Pakistan’s vision for education

The crux of his seminar was that Atta-ur-Rahman as the Minister of Education wanted to make a difference with the vision coming from his thinking that the future of Pakistan, if it is to come out of poverty, has to be through education. He quoted Tony Blair whose reply to a question on investment by state – education, education and education!

Atta Rahman was frank and forthright and he had results to show and for those who always want to know ‘show me results prior to commitments,’ they were there in abundance. He said if one wants a change of this magnitude, it has to be backed to the hilt by the top.

That is exactly what President General Pervez Musharraf has done and throughout his presentation the General was mentioned quite a few times. It was clear that the leader had confidence in his advisor and without reservation.

It appeared that it was a case of empathy too and not a case of sympathy – the General’s support had been a key factor. That strong understanding during his nine-year rule had led to strengthening the foundation for Pakistani’s knowledge economy.



Stranger than fiction

His opening remarks were that the truth in time to come is going to be stranger than fiction.
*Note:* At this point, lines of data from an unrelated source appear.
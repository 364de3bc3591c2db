//! `tracing` output for the browser console
//!
//! Formats events with `tracing-subscriber` and forwards each line to the
//! console method matching its level, so `error!` shows up as a console
//! error and `debug!` can be filtered in devtools. The level filter sits
//! behind a reload handle so a later mount can raise or lower it.

use std::io;

use once_cell::unsync::OnceCell;
use tracing::{Level, Metadata};
use tracing_subscriber::filter::LevelFilter;
use tracing_subscriber::fmt::{self, MakeWriter};
use tracing_subscriber::prelude::*;
use tracing_subscriber::{reload, Registry};

thread_local! {
    static LEVEL_HANDLE: OnceCell<reload::Handle<LevelFilter, Registry>> = const { OnceCell::new() };
}

/// Buffers one formatted event and emits it on drop
pub struct ConsoleWriter {
    level: Level,
    buffer: Vec<u8>,
}

impl io::Write for ConsoleWriter {
    fn write(&mut self, buf: &[u8]) -> io::Result<usize> {
        self.buffer.extend_from_slice(buf);
        Ok(buf.len())
    }

    fn flush(&mut self) -> io::Result<()> {
        Ok(())
    }
}

impl Drop for ConsoleWriter {
    fn drop(&mut self) {
        if self.buffer.is_empty() {
            return;
        }
        let line = String::from_utf8_lossy(&self.buffer);
        emit(self.level, line.trim_end());
    }
}

#[cfg(target_arch = "wasm32")]
fn emit(level: Level, line: &str) {
    let value = wasm_bindgen::JsValue::from_str(line);
    match level {
        Level::ERROR => web_sys::console::error_1(&value),
        Level::WARN => web_sys::console::warn_1(&value),
        Level::INFO => web_sys::console::info_1(&value),
        _ => web_sys::console::debug_1(&value),
    }
}

#[cfg(not(target_arch = "wasm32"))]
fn emit(level: Level, line: &str) {
    eprintln!("[{}] {}", level, line);
}

/// Hands out a `ConsoleWriter` per event
#[derive(Debug, Clone, Copy, Default)]
pub struct ConsoleMakeWriter;

impl<'a> MakeWriter<'a> for ConsoleMakeWriter {
    type Writer = ConsoleWriter;

    fn make_writer(&'a self) -> Self::Writer {
        ConsoleWriter {
            level: Level::INFO,
            buffer: Vec::new(),
        }
    }

    fn make_writer_for(&'a self, meta: &Metadata<'_>) -> Self::Writer {
        ConsoleWriter {
            level: *meta.level(),
            buffer: Vec::new(),
        }
    }
}

/// Installs the console subscriber, or moves an installed one to `max_level`
pub fn init(max_level: Level) {
    let filter = LevelFilter::from_level(max_level);

    LEVEL_HANDLE.with(|cell| {
        if let Some(handle) = cell.get() {
            match handle.reload(filter) {
                Ok(()) => tracing::debug!(%max_level, "console log level changed"),
                Err(err) => emit(Level::ERROR, &format!("Could not change log level: {}", err)),
            }
            return;
        }

        let (filter_layer, handle) = reload::Layer::new(filter);
        let installed = tracing_subscriber::registry()
            .with(filter_layer)
            .with(
                fmt::layer()
                    .with_writer(ConsoleMakeWriter)
                    .with_ansi(false)
                    .without_time()
                    .with_target(false),
            )
            .try_init();

        if installed.is_ok() {
            let _ = cell.set(handle);
            tracing::debug!(%max_level, "console logging ready");
        }
    });
}
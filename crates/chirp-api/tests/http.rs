//! Router-level tests: requests go through the real axum router and an
//! in-memory database.

use std::sync::Arc;

use axum::Router;
use axum::body::Body;
use axum::http::{Method, Request, StatusCode};
use http_body_util::BodyExt;
use serde_json::{Value, json};
use tower::ServiceExt;

use chirp_api::auth::AppStateInner;
use chirp_api::routes::router;
use chirp_db::Database;

fn app() -> Router {
    app_with_db().0
}

fn app_with_db() -> (Router, Arc<Database>) {
    let db = Arc::new(Database::open_in_memory().unwrap());
    (router(AppStateInner::new(db.clone())), db)
}

/// Like `send`, but the body and content type go out exactly as given.
async fn send_raw(
    app: &Router,
    method: Method,
    uri: &str,
    content_type: Option<&str>,
    body: &str,
) -> (StatusCode, Vec<u8>) {
    let mut builder = Request::builder().method(method).uri(uri);
    if let Some(ct) = content_type {
        builder = builder.header("content-type", ct);
    }
    let req = builder.body(Body::from(body.to_string())).unwrap();

    let res = app.clone().oneshot(req).await.unwrap();
    let status = res.status();
    let bytes = res.into_body().collect().await.unwrap().to_bytes().to_vec();
    (status, bytes)
}

async fn send(app: &Router, method: Method, uri: &str, body: Option<Value>) -> (StatusCode, Vec<u8>) {
    let builder = Request::builder().method(method).uri(uri);
    let req = match body {
        Some(v) => builder
            .header("content-type", "application/json")
            .body(Body::from(v.to_string()))
            .unwrap(),
        None => builder.body(Body::empty()).unwrap(),
    };

    let res = app.clone().oneshot(req).await.unwrap();
    let status = res.status();
    let bytes = res.into_body().collect().await.unwrap().to_bytes().to_vec();
    (status, bytes)
}

fn json_of(bytes: &[u8]) -> Value {
    serde_json::from_slice(bytes).unwrap()
}

async fn register(app: &Router, username: &str, password: &str) -> i64 {
    let (status, body) = send(
        app,
        Method::POST,
        "/register",
        Some(json!({ "username": username, "password": password })),
    )
    .await;
    assert_eq!(status, StatusCode::OK);
    json_of(&body)["account_id"].as_i64().unwrap()
}

async fn post_message(app: &Router, posted_by: i64, text: &str) -> Value {
    let (status, body) = send(
        app,
        Method::POST,
        "/messages",
        Some(json!({
            "posted_by": posted_by,
            "message_text": text,
            "time_posted_epoch": 1669947792
        })),
    )
    .await;
    assert_eq!(status, StatusCode::OK);
    json_of(&body)
}

#[tokio::test]
async fn register_and_login_scenario() {
    let app = app();

    let (status, body) = send(
        &app,
        Method::POST,
        "/register",
        Some(json!({ "username": "bob", "password": "pass1" })),
    )
    .await;
    assert_eq!(status, StatusCode::OK);
    let created = json_of(&body);
    let id = created["account_id"].as_i64().unwrap();
    assert!(id > 0);
    assert_eq!(created["username"], "bob");

    let (status, body) = send(
        &app,
        Method::POST,
        "/register",
        Some(json!({ "username": "bob", "password": "other" })),
    )
    .await;
    assert_eq!(status, StatusCode::BAD_REQUEST);
    assert!(body.is_empty());

    let (status, body) = send(
        &app,
        Method::POST,
        "/login",
        Some(json!({ "username": "bob", "password": "wrong" })),
    )
    .await;
    assert_eq!(status, StatusCode::UNAUTHORIZED);
    assert!(body.is_empty());

    let (status, body) = send(
        &app,
        Method::POST,
        "/login",
        Some(json!({ "username": "bob", "password": "pass1" })),
    )
    .await;
    assert_eq!(status, StatusCode::OK);
    assert_eq!(json_of(&body)["account_id"].as_i64(), Some(id));
}

#[tokio::test]
async fn register_rejects_bad_input() {
    let app = app();
    for body in [
        json!({ "username": "", "password": "pass1" }),
        json!({ "username": "carol", "password": "abc" }),
        json!({ "password": "pass1" }),
        json!({ "account_id": 5, "username": "carol", "password": "pass1" }),
    ] {
        let (status, _) = send(&app, Method::POST, "/register", Some(body)).await;
        assert_eq!(status, StatusCode::BAD_REQUEST);
    }
}

#[tokio::test]
async fn message_lifecycle() {
    let app = app();
    let alice = register(&app, "alice", "pass1").await;

    let created = post_message(&app, alice, "first post").await;
    let id = created["message_id"].as_i64().unwrap();
    assert!(id > 0);
    assert_eq!(created["posted_by"].as_i64(), Some(alice));
    assert_eq!(created["time_posted_epoch"].as_i64(), Some(1669947792));

    let (status, body) = send(&app, Method::GET, &format!("/messages/{id}"), None).await;
    assert_eq!(status, StatusCode::OK);
    assert_eq!(json_of(&body), created);

    let (status, body) = send(
        &app,
        Method::PATCH,
        &format!("/messages/{id}"),
        Some(json!({ "message_text": "edited" })),
    )
    .await;
    assert_eq!(status, StatusCode::OK);
    let updated = json_of(&body);
    assert_eq!(updated["message_id"].as_i64(), Some(id));
    assert_eq!(updated["message_text"], "edited");

    let (status, body) = send(&app, Method::DELETE, &format!("/messages/{id}"), None).await;
    assert_eq!(status, StatusCode::OK);
    assert_eq!(json_of(&body), updated);

    let (status, body) = send(&app, Method::GET, &format!("/messages/{id}"), None).await;
    assert_eq!(status, StatusCode::OK);
    assert!(body.is_empty());

    let (status, body) = send(&app, Method::DELETE, &format!("/messages/{id}"), None).await;
    assert_eq!(status, StatusCode::OK);
    assert!(body.is_empty());
}

#[tokio::test]
async fn create_message_failures_are_bad_request() {
    let app = app();
    let alice = register(&app, "alice", "pass1").await;

    for body in [
        json!({ "posted_by": alice, "message_text": "   ", "time_posted_epoch": 1 }),
        json!({ "posted_by": alice, "message_text": "z".repeat(256), "time_posted_epoch": 1 }),
        json!({ "posted_by": alice + 50, "message_text": "hi", "time_posted_epoch": 1 }),
    ] {
        let (status, body) = send(&app, Method::POST, "/messages", Some(body)).await;
        assert_eq!(status, StatusCode::BAD_REQUEST);
        assert!(body.is_empty());
    }

    let (_, body) = send(&app, Method::GET, "/messages", None).await;
    assert_eq!(json_of(&body), json!([]));
}

#[tokio::test]
async fn patch_failures_are_bad_request() {
    let app = app();
    let alice = register(&app, "alice", "pass1").await;
    let created = post_message(&app, alice, "original").await;
    let id = created["message_id"].as_i64().unwrap();

    let (status, _) = send(
        &app,
        Method::PATCH,
        &format!("/messages/{id}"),
        Some(json!({ "message_text": "" })),
    )
    .await;
    assert_eq!(status, StatusCode::BAD_REQUEST);

    let (status, _) = send(
        &app,
        Method::PATCH,
        "/messages/9999",
        Some(json!({ "message_text": "new text" })),
    )
    .await;
    assert_eq!(status, StatusCode::BAD_REQUEST);

    let (_, body) = send(&app, Method::GET, &format!("/messages/{id}"), None).await;
    assert_eq!(json_of(&body), created);
}

#[tokio::test]
async fn lists_all_and_per_account() {
    let app = app();
    let alice = register(&app, "alice", "pass1").await;
    let bob = register(&app, "bob", "pass2").await;

    let a1 = post_message(&app, alice, "a1").await;
    let b1 = post_message(&app, bob, "b1").await;
    let a2 = post_message(&app, alice, "a2").await;

    let (status, body) = send(&app, Method::GET, "/messages", None).await;
    assert_eq!(status, StatusCode::OK);
    assert_eq!(json_of(&body), json!([a1.clone(), b1, a2.clone()]));

    let (status, body) = send(&app, Method::GET, &format!("/accounts/{alice}/messages"), None).await;
    assert_eq!(status, StatusCode::OK);
    assert_eq!(json_of(&body), json!([a1, a2]));

    let (_, body) = send(&app, Method::GET, "/accounts/777/messages", None).await;
    assert_eq!(json_of(&body), json!([]));
}

#[tokio::test]
async fn non_numeric_ids_are_bad_request() {
    let app = app();

    let (status, body) = send(&app, Method::GET, "/messages/abc", None).await;
    assert_eq!(status, StatusCode::BAD_REQUEST);
    assert_eq!(json_of(&body), json!("Invalid message ID: abc"));

    let (status, _) = send(&app, Method::DELETE, "/messages/abc", None).await;
    assert_eq!(status, StatusCode::BAD_REQUEST);

    let (status, body) = send(&app, Method::GET, "/accounts/xyz/messages", None).await;
    assert_eq!(status, StatusCode::BAD_REQUEST);
    assert_eq!(json_of(&body), json!("Invalid account ID: xyz"));
}

#[tokio::test]
async fn health_reports_ok() {
    let app = app();
    let (status, body) = send(&app, Method::GET, "/health", None).await;
    assert_eq!(status, StatusCode::OK);
    assert_eq!(json_of(&body), json!({ "status": "ok" }));
}

#[tokio::test]
async fn undecodable_bodies_use_the_route_failure_status() {
    let app = app();
    let alice = register(&app, "alice", "pass1").await;
    let created = post_message(&app, alice, "original").await;
    let id = created["message_id"].as_i64().unwrap();
    let json = Some("application/json");

    let cases: Vec<(Method, String, Option<&str>, String, StatusCode)> = vec![
        (
            Method::POST,
            "/register".into(),
            json,
            r#"{"username":"bob","password":"pass1","email":"x"}"#.into(),
            StatusCode::BAD_REQUEST,
        ),
        (
            Method::POST,
            "/register".into(),
            json,
            r#"{"username":7,"password":"pass1"}"#.into(),
            StatusCode::BAD_REQUEST,
        ),
        (
            Method::POST,
            "/login".into(),
            None,
            r#"{"username":"alice","password":"pass1"}"#.into(),
            StatusCode::UNAUTHORIZED,
        ),
        (
            Method::POST,
            "/login".into(),
            json,
            "not json".into(),
            StatusCode::UNAUTHORIZED,
        ),
        (
            Method::POST,
            "/messages".into(),
            json,
            format!(r#"{{"posted_by":"{alice}","message_text":"hi"}}"#),
            StatusCode::BAD_REQUEST,
        ),
        (
            Method::PATCH,
            format!("/messages/{id}"),
            None,
            String::new(),
            StatusCode::BAD_REQUEST,
        ),
        (
            Method::PATCH,
            format!("/messages/{id}"),
            json,
            "{".into(),
            StatusCode::BAD_REQUEST,
        ),
    ];

    for (method, uri, content_type, body, expected) in cases {
        let (status, resp) = send_raw(&app, method.clone(), &uri, content_type, &body).await;
        assert_eq!(status, expected, "{method} {uri} with {body:?}");
        assert!(resp.is_empty(), "{method} {uri} answered with a body");
    }

    let (_, body) = send(&app, Method::GET, &format!("/messages/{id}"), None).await;
    assert_eq!(json_of(&body), created);
}

#[tokio::test]
async fn storage_failure_collapses_to_route_failure() {
    let (app, db) = app_with_db();
    let alice = register(&app, "alice", "pass1").await;
    db.with_conn(|c| Ok(c.execute_batch("DROP TABLE message")?)).unwrap();

    let (status, body) = send(&app, Method::GET, "/messages", None).await;
    assert_eq!(status, StatusCode::OK);
    assert_eq!(json_of(&body), json!([]));

    let (status, body) = send(&app, Method::GET, &format!("/accounts/{alice}/messages"), None).await;
    assert_eq!(status, StatusCode::OK);
    assert_eq!(json_of(&body), json!([]));

    let (status, body) = send(
        &app,
        Method::POST,
        "/messages",
        Some(json!({ "posted_by": alice, "message_text": "hi", "time_posted_epoch": 1 })),
    )
    .await;
    assert_eq!(status, StatusCode::BAD_REQUEST);
    assert!(body.is_empty());

    let (status, body) = send(
        &app,
        Method::PATCH,
        "/messages/1",
        Some(json!({ "message_text": "new text" })),
    )
    .await;
    assert_eq!(status, StatusCode::BAD_REQUEST);
    assert!(body.is_empty());

    for method in [Method::GET, Method::DELETE] {
        let (status, body) = send(&app, method, "/messages/1", None).await;
        assert_eq!(status, StatusCode::OK);
        assert!(body.is_empty());
    }
}

#[tokio::test]
async fn unicode_spacing_is_message_text() {
    let app = app();
    let alice = register(&app, "alice", "pass1").await;
    let created = post_message(&app, alice, "\u{3000}").await;
    assert_eq!(created["message_text"], "\u{3000}");
}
The world is going to be much more different thanks to science, technology and innovation of course delivered by creative individuals and teams.

If the teams are not from your economy, such developments will suck your resources from your economies and you do not need huge amount of gray cells to figure out who will come out better in the process. A simple way to look at is how much will flow out to bring in a Hummer or a Lamborghini to Galle Road and how you expect to generate that capital requirement both in capex and opex terms. If innovation is from within, the suction effect is yours.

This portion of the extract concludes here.